What is being asked: Copy every record below exactly as it stands.

Segment Start: Data supplied

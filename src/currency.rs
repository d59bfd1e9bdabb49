//! Fixed-rate currency table.
//!
//! Loaded once when the SDK is built and never mutated afterwards. Rates are
//! expressed as units of a currency per one unit of the base currency.

use std::collections::BTreeMap;

use serde::{Deserialize, Serialize};

use crate::config;
use crate::error::{ClubfinError, Result};

/// Display and conversion data for one currency.
#[derive(Debug, Clone, PartialEq, Serialize, Deserialize)]
pub struct CurrencyInfo {
    pub symbol: String,
    pub name: String,
    /// Units of this currency per one unit of the base currency.
    pub rate: f64,
}

/// On-disk shape of `currencies.json`.
#[derive(Debug, Deserialize)]
struct CurrencyFile {
    base: String,
    currencies: BTreeMap<String, CurrencyInfo>,
}

#[derive(Debug, Clone, PartialEq)]
pub struct CurrencyTable {
    base: String,
    currencies: BTreeMap<String, CurrencyInfo>,
}

impl Default for CurrencyTable {
    fn default() -> Self {
        let currencies = config::builtin_currencies()
            .into_iter()
            .map(|(code, symbol, name, rate)| {
                (
                    code.to_string(),
                    CurrencyInfo {
                        symbol: symbol.to_string(),
                        name: name.to_string(),
                        rate,
                    },
                )
            })
            .collect();
        Self {
            base: config::BASE_CURRENCY.to_string(),
            currencies,
        }
    }
}

impl CurrencyTable {
    /// Build a table, validating that the base currency is present with a
    /// rate of exactly one and every rate is positive.
    pub fn new(base: &str, currencies: BTreeMap<String, CurrencyInfo>) -> Result<Self> {
        let base = base.to_uppercase();
        let currencies: BTreeMap<String, CurrencyInfo> = currencies
            .into_iter()
            .map(|(code, info)| (code.to_uppercase(), info))
            .collect();

        match currencies.get(&base) {
            Some(info) if info.rate == 1.0 => {}
            Some(info) => {
                return Err(ClubfinError::InvalidArgument(format!(
                    "Base currency {} must have rate 1, got {}",
                    base, info.rate
                )))
            }
            None => return Err(ClubfinError::UnsupportedCurrency(base)),
        }
        if let Some((code, info)) = currencies
            .iter()
            .find(|(_, info)| !(info.rate.is_finite() && info.rate > 0.0))
        {
            return Err(ClubfinError::InvalidArgument(format!(
                "Currency {} has invalid rate {}",
                code, info.rate
            )));
        }

        Ok(Self { base, currencies })
    }

    /// Parse the `currencies.json` document.
    pub fn from_json(value: serde_json::Value) -> Result<Self> {
        let file: CurrencyFile = serde_json::from_value(value)?;
        Self::new(&file.base, file.currencies)
    }

    pub fn base(&self) -> &str {
        &self.base
    }

    /// Supported currency codes, sorted.
    pub fn codes(&self) -> Vec<&str> {
        self.currencies.keys().map(String::as_str).collect()
    }

    pub fn contains(&self, code: &str) -> bool {
        self.currencies.contains_key(&code.to_uppercase())
    }

    pub fn info(&self, code: &str) -> Result<&CurrencyInfo> {
        self.currencies
            .get(&code.to_uppercase())
            .ok_or_else(|| ClubfinError::UnsupportedCurrency(code.to_string()))
    }

    pub fn symbol(&self, code: &str) -> Result<&str> {
        Ok(self.info(code)?.symbol.as_str())
    }

    pub fn display_name(&self, code: &str) -> Result<&str> {
        Ok(self.info(code)?.name.as_str())
    }

    /// Convert `amount` from one currency to another.
    ///
    /// Identity when the codes match; `None` stays `None`.
    pub fn convert_amount(&self, amount: Option<f64>, from: &str, to: &str) -> Result<Option<f64>> {
        let from_info = self.info(from)?;
        let to_info = self.info(to)?;
        let Some(amount) = amount else {
            return Ok(None);
        };
        if from.eq_ignore_ascii_case(to) {
            return Ok(Some(amount));
        }
        Ok(Some(amount / from_info.rate * to_info.rate))
    }

    /// Convert an amount stored in the base currency.
    pub fn from_base(&self, amount: f64, to: &str) -> Result<f64> {
        let to_info = self.info(to)?;
        Ok(amount * to_info.rate)
    }
}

Segment End: Data supplied

Result below:
filename src/currency.rs
repository d59bfd1e9bdabb49
//! Fixed-rate currency table.
//!
//! Loaded once when the SDK is built and never mutated afterwards. Rates are
//! expressed as units of a currency per one unit of the base currency.

use std::collections::BTreeMap;

use serde::{Deserialize, Serialize};

use crate::config;
use crate::error::{ClubfinError, Result};

/// Display and conversion data for one currency.
#[derive(Debug, Clone, PartialEq, Serialize, Deserialize)]
pub struct CurrencyInfo {
    pub symbol: String,
    pub name: String,
    /// Units of this currency per one unit of the base currency.
    pub rate: f64,
}

/// On-disk shape of `currencies.json`.
#[derive(Debug, Deserialize)]
struct CurrencyFile {
    base: String,
    currencies: BTreeMap<String, CurrencyInfo>,
}

#[derive(Debug, Clone, PartialEq)]
pub struct CurrencyTable {
    base: String,
    currencies: BTreeMap<String, CurrencyInfo>,
}

impl Default for CurrencyTable {
    fn default() -> Self {
        let currencies = config::builtin_currencies()
            .into_iter()
            .map(|(code, symbol, name, rate)| {
                (
                    code.to_string(),
                    CurrencyInfo {
                        symbol: symbol.to_string(),
                        name: name.to_string(),
                        rate,
                    },
                )
            })
            .collect();
        Self {
            base: config::BASE_CURRENCY.to_string(),
            currencies,
        }
    }
}

impl CurrencyTable {
    /// Build a table, validating that the base currency is present with a
    /// rate of exactly one and every rate is positive.
    pub fn new(base: &str, currencies: BTreeMap<String, CurrencyInfo>) -> Result<Self> {
        let base = base.to_uppercase();
        let currencies: BTreeMap<String, CurrencyInfo> = currencies
            .into_iter()
            .map(|(code, info)| (code.to_uppercase(), info))
            .collect();

        match currencies.get(&base) {
            Some(info) if info.rate == 1.0 => {}
            Some(info) => {
                return Err(ClubfinError::InvalidArgument(format!(
                    "Base currency {} must have rate 1, got {}",
                    base, info.rate
                )))
            }
            None => return Err(ClubfinError::UnsupportedCurrency(base)),
        }
        if let Some((code, info)) = currencies
            .iter()
            .find(|(_, info)| !(info.rate.is_finite() && info.rate > 0.0))
        {
            return Err(ClubfinError::InvalidArgument(format!(
                "Currency {} has invalid rate {}",
                code, info.rate
            )));
        }

        Ok(Self { base, currencies })
    }

    /// Parse the `currencies.json` document.
    pub fn from_json(value: serde_json::Value) -> Result<Self> {
        let file: CurrencyFile = serde_json::from_value(value)?;
        Self::new(&file.base, file.currencies)
    }

    pub fn base(&self) -> &str {
        &self.base
    }

    /// Supported currency codes, sorted.
    pub fn codes(&self) -> Vec<&str> {
        self.currencies.keys().map(String::as_str).collect()
    }

    pub fn contains(&self, code: &str) -> bool {
        self.currencies.contains_key(&code.to_uppercase())
    }

    pub fn info(&self, code: &str) -> Result<&CurrencyInfo> {
        self.currencies
            .get(&code.to_uppercase())
            .ok_or_else(|| ClubfinError::UnsupportedCurrency(code.to_string()))
    }

    pub fn symbol(&self, code: &str) -> Result<&str> {
        Ok(self.info(code)?.symbol.as_str())
    }

    pub fn display_name(&self, code: &str) -> Result<&str> {
        Ok(self.info(code)?.name.as_str())
    }

    /// Convert `amount` from one currency to another.
    ///
    /// Identity when the codes match; `None` stays `None`.
    pub fn convert_amount(&self, amount: Option<f64>, from: &str, to: &str) -> Result<Option<f64>> {
        let from_info = self.info(from)?;
        let to_info = self.info(to)?;
        let Some(amount) = amount else {
            return Ok(None);
        };
        if from.eq_ignore_ascii_case(to) {
            return Ok(Some(amount));
        }
        Ok(Some(amount / from_info.rate * to_info.rate))
    }

    /// Convert an amount stored in the base currency.
    pub fn from_base(&self, amount: f64, to: &str) -> Result<f64> {
        let to_info = self.info(to)?;
        Ok(amount * to_info.rate)
    }
}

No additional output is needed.